Instructions to follow:
Go through the entries and say how many lines contain the string "consts". The number is the whole answer.

=== Section Start ===

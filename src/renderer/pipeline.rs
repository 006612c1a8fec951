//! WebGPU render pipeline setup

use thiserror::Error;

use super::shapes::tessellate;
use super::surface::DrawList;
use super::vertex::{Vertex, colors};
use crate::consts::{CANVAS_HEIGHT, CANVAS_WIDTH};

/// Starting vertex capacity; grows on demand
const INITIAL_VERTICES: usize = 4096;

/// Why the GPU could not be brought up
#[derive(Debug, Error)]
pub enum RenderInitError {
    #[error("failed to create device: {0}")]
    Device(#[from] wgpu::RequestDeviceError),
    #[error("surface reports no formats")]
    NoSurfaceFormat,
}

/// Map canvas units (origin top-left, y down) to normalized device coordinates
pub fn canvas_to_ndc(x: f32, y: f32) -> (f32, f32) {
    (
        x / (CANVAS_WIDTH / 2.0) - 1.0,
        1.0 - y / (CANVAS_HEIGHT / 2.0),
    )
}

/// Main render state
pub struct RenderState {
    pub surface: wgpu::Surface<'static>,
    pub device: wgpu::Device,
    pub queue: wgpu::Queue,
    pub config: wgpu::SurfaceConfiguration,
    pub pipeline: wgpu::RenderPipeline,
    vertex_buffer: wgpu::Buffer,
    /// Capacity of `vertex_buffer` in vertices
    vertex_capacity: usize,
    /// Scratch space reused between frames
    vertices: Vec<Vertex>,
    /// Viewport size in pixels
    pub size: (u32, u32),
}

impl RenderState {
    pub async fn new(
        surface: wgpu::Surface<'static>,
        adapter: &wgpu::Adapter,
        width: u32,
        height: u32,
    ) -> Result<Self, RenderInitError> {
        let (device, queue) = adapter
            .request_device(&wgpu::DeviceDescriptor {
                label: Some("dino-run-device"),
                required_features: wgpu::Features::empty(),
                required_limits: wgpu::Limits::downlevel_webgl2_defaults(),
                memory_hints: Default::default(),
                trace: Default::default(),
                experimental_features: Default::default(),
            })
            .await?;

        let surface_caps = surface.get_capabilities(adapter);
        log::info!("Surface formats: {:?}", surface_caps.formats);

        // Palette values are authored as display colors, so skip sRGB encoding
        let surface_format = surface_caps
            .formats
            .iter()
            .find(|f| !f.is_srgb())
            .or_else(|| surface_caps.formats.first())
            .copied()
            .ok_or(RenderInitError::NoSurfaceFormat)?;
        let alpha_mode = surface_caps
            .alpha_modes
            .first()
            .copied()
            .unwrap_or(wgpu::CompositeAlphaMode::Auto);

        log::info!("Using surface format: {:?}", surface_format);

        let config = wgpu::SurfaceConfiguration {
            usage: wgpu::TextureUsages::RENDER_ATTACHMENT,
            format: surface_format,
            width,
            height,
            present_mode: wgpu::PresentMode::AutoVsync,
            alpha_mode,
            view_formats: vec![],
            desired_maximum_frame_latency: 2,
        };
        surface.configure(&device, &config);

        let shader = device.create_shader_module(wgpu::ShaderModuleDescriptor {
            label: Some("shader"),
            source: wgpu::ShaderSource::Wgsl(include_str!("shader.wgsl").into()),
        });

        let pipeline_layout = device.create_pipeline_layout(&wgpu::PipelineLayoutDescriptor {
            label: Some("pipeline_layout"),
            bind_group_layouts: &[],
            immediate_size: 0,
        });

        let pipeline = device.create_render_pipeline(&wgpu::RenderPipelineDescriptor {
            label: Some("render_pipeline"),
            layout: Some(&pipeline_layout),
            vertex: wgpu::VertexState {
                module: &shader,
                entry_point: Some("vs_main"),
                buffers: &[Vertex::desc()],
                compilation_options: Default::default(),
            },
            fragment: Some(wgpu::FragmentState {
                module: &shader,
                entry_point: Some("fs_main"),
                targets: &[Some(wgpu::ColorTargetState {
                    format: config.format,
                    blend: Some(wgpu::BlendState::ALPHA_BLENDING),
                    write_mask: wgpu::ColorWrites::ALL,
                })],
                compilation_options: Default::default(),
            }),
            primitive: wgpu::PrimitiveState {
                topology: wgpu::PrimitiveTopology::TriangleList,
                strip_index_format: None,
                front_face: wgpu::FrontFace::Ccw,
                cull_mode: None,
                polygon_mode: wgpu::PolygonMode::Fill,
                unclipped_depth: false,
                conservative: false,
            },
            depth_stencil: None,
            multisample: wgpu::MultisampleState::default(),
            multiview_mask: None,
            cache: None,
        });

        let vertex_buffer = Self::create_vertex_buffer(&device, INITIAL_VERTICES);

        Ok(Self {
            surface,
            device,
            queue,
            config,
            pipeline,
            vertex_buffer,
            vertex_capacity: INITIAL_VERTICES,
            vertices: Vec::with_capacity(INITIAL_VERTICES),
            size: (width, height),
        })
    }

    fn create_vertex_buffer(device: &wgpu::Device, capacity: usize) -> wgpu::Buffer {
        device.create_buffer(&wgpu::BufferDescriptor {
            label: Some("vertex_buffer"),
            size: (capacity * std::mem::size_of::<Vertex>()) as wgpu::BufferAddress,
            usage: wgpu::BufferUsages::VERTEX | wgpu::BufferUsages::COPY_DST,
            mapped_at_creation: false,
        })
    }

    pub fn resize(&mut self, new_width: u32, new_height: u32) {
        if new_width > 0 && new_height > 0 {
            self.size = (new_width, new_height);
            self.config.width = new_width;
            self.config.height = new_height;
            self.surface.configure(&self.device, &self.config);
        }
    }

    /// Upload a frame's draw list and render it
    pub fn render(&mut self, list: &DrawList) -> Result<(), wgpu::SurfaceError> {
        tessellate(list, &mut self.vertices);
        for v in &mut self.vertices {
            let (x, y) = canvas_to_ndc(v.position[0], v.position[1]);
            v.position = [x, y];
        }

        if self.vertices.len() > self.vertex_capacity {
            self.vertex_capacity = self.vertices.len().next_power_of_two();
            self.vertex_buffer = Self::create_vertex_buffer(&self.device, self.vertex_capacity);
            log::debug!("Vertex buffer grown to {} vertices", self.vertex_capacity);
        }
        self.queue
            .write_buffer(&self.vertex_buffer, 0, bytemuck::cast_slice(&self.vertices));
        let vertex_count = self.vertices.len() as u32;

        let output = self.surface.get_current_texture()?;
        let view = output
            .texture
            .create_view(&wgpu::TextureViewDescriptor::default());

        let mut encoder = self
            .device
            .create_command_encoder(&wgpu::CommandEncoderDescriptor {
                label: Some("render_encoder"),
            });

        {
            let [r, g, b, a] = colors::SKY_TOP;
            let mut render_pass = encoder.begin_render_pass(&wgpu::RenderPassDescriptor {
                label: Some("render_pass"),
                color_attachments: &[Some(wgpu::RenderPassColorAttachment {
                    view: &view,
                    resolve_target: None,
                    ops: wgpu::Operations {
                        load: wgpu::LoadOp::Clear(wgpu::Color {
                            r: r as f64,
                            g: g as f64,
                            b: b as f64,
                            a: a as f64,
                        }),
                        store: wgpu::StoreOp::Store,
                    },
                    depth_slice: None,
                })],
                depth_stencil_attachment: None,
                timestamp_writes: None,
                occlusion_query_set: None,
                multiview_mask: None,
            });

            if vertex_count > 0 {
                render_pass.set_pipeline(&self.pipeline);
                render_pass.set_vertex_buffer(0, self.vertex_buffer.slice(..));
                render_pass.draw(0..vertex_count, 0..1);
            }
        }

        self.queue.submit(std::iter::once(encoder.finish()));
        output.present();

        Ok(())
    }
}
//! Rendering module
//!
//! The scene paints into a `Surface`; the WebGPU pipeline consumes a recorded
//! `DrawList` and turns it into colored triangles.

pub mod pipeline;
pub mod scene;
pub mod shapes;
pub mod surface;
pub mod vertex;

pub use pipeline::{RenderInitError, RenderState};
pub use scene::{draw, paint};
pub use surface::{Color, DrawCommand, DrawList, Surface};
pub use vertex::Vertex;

=== Section End ===
=== Section Start ===

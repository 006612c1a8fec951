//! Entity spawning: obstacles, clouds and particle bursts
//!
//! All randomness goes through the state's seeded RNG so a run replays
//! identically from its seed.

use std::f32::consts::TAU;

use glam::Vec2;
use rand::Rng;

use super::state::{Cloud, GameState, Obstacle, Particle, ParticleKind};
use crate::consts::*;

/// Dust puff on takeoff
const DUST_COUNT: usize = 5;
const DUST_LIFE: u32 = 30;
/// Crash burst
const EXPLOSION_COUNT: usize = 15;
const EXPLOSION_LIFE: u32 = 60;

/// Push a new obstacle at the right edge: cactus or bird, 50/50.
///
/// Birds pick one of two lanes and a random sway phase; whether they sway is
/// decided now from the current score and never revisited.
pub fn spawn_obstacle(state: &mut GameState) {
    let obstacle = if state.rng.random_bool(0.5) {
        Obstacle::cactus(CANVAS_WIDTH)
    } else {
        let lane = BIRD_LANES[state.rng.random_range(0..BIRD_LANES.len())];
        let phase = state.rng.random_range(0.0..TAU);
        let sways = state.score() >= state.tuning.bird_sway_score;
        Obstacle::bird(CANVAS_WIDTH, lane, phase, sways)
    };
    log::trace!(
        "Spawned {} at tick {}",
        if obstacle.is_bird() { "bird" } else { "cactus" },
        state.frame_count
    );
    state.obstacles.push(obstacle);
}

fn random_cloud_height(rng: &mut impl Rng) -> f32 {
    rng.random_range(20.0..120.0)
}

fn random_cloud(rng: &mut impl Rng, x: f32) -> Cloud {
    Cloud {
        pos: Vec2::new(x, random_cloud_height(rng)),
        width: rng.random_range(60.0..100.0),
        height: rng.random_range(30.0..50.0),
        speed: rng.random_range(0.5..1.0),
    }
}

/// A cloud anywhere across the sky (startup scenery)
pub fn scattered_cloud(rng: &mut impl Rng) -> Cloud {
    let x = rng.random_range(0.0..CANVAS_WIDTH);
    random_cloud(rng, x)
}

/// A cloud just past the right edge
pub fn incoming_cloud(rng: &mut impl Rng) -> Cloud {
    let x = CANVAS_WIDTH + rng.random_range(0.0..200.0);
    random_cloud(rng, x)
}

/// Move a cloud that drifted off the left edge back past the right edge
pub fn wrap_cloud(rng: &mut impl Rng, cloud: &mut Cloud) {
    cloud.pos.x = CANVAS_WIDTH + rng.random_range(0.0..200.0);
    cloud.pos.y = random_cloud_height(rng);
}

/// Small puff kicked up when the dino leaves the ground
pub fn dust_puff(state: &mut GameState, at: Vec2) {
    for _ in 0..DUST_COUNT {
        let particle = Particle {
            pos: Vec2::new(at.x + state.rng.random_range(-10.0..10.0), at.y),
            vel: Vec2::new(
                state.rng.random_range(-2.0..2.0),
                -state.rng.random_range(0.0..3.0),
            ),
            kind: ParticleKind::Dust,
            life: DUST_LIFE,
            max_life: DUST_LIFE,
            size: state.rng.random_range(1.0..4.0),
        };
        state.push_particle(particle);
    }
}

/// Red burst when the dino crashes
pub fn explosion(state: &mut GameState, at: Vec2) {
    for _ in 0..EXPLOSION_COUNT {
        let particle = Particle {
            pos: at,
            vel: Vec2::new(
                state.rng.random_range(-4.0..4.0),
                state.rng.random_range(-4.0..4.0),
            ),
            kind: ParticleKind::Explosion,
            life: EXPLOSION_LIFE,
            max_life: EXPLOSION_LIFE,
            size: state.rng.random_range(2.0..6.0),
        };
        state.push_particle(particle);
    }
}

=== Section End ===
=== Section Start ===

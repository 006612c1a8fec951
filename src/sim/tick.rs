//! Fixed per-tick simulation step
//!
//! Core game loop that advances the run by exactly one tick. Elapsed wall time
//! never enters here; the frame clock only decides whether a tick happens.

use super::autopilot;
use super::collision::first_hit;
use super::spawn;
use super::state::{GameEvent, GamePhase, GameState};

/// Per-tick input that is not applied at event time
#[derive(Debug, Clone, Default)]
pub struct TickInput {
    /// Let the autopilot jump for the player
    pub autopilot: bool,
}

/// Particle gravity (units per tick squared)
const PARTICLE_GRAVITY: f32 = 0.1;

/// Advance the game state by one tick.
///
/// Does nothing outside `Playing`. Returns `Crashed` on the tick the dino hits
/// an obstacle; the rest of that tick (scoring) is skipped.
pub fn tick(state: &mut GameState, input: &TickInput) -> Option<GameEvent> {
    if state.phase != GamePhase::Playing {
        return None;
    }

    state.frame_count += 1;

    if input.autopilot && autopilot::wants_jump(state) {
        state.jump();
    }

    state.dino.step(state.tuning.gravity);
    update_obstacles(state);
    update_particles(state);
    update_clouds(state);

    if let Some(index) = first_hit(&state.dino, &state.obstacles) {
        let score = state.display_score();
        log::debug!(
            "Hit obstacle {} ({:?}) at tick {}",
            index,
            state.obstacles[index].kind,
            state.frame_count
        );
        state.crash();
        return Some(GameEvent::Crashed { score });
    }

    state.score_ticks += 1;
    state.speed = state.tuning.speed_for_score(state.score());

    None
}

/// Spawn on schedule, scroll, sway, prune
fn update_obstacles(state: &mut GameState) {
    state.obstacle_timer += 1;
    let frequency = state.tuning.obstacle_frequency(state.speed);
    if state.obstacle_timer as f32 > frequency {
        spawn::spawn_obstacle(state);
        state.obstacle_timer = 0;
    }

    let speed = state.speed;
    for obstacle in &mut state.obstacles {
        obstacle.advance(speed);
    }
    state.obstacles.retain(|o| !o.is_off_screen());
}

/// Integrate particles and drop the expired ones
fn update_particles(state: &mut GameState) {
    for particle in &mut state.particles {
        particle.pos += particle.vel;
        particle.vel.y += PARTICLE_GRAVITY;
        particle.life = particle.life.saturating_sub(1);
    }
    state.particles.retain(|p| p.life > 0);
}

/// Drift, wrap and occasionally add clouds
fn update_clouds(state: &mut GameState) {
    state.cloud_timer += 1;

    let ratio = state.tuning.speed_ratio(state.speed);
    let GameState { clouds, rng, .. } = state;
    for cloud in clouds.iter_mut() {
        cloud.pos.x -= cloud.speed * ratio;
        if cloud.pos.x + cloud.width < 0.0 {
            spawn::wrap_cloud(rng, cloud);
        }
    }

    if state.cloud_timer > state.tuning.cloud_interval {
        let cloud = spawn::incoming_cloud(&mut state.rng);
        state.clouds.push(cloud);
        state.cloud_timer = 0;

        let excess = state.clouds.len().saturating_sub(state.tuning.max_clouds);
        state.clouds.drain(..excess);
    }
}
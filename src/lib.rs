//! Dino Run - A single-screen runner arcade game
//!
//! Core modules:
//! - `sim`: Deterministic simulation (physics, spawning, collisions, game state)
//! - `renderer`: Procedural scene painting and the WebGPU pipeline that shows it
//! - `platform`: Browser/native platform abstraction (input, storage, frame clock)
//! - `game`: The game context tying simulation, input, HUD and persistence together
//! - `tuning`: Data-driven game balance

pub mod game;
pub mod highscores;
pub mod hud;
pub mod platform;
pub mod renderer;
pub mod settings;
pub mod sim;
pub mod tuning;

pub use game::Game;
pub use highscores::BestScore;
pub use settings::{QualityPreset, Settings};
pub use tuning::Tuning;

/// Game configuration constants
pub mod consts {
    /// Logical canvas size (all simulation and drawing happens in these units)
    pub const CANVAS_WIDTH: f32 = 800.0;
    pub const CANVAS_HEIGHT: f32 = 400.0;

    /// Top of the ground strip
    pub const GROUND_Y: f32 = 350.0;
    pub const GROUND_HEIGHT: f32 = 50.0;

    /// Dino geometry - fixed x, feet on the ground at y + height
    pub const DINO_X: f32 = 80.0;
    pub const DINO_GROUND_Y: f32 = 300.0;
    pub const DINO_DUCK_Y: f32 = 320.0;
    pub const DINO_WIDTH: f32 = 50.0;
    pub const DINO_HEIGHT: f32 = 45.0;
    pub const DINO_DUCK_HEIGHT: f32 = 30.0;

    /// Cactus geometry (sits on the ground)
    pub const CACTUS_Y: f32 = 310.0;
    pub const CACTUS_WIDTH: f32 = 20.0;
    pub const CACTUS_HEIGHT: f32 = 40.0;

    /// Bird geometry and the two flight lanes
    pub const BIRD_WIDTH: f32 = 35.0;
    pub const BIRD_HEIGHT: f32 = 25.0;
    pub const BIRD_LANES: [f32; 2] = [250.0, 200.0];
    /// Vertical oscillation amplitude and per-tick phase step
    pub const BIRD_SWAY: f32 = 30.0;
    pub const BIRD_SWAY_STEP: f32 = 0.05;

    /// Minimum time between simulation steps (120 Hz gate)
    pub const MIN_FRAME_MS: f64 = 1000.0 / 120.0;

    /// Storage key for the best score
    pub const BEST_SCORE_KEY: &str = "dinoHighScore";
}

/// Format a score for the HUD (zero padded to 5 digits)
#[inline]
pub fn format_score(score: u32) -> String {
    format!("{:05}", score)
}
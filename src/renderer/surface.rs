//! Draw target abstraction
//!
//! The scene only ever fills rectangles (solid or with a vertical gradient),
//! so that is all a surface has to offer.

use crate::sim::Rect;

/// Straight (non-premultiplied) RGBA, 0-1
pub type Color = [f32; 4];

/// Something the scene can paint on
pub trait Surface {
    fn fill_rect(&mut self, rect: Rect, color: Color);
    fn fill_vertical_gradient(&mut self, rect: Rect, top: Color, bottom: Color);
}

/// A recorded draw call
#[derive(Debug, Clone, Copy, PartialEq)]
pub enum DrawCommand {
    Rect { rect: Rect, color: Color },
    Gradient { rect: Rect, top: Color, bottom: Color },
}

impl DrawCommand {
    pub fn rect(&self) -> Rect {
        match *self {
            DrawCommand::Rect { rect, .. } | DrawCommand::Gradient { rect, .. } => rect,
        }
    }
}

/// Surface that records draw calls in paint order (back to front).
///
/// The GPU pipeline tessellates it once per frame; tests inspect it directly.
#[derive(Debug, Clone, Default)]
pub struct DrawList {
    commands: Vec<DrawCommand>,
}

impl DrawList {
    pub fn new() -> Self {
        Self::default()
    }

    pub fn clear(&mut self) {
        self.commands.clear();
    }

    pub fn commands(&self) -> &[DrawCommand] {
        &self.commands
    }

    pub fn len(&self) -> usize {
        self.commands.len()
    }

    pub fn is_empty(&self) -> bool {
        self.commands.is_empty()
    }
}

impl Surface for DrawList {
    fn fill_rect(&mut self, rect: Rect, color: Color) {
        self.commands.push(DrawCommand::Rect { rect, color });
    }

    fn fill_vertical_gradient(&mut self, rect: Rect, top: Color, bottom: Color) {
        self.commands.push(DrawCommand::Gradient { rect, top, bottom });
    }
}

=== Section End ===

Response box:
4